- Born: 7 February 1987 (age 39) Zodeia, Cyprus
- Origin: Turkish Cypriot
- Genres: Rock
- Occupations: Singer, songwriter
- Years active: 2014–present
- Label: Dokuz Sekiz Müzik

= Fikri Karayel =

Turkish-Cypriot singer (born 1987)

Fikri Karayel (born 7 February 1987) is a Turkish Cypriot rock singer and songwriter.

== Biography ==
He was born in Zodeia, Cyprus, where he lived throughout his childhood.
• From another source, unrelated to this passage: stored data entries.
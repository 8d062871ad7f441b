//! FFmpeg progress parsing.

use serde::{Deserialize, Serialize};

/// Progress information from FFmpeg.
#[derive(Debug, Clone, Default, Serialize, Deserialize)]
pub struct FfmpegProgress {
    /// Current frame number
    pub frame: u64,
    /// Output time in milliseconds
    pub out_time_ms: i64,
    /// Encoding speed (e.g., 1.5 = 1.5x realtime)
    pub speed: f64,
    /// Whether encoding is complete
    pub is_complete: bool,
}

/// What one stderr line from `-progress pipe:2` turned out to be.
#[derive(Debug, Clone, PartialEq)]
pub(crate) enum StderrLine {
    /// A `key=value` progress field
    Field,
    /// `progress=continue|end`, closing one progress block
    BlockEnd,
    /// Anything else, i.e. a diagnostic from FFmpeg itself
    Diagnostic,
}

/// Parse a stderr line, folding progress fields into `current`.
pub(crate) fn parse_progress_line(line: &str, current: &mut FfmpegProgress) -> StderrLine {
    let line = line.trim();
    let Some((key, value)) = line.split_once('=') else {
        return StderrLine::Diagnostic;
    };

    match key {
        "out_time_us" => {
            if let Ok(us) = value.parse::<i64>() {
                current.out_time_ms = us / 1000;
            }
        }
        "frame" => {
            if let Ok(frame) = value.parse() {
                current.frame = frame;
            }
        }
        "speed" => {
            // Format: "1.5x" or "N/A"
            if let Some(speed) = value.strip_suffix('x').and_then(|s| s.trim().parse().ok()) {
                current.speed = speed;
            }
        }
        "progress" => {
            // "continue" or "end"
            current.is_complete = value == "end";
            return StderrLine::BlockEnd;
        }
        k if k.chars().all(|c| c.is_ascii_alphanumeric() || c == '_') => {}
        _ => return StderrLine::Diagnostic,
    }
    StderrLine::Field
}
He was named after his grandfather, Fikri Karayel, a popular sportsman after whom the local primary school and Fikri Karayel Stadium were named. He was inspired and helped by the local band SOS, and he quickly developed a passion for music. He started singing at the fifth year of the primary school and had his first performance to a broad audience at the Orange Festival of Morphou. He went on to study biochemistry at the Kingston University; meanwhile, he joined the band Refik and started composing songs that became popular. He performed before concerts of Turkish bands such as Duman and thus developed a Turkish Cypriot fan base, during this time, he became known in Turkey as Haluk Levent performed one of his songs.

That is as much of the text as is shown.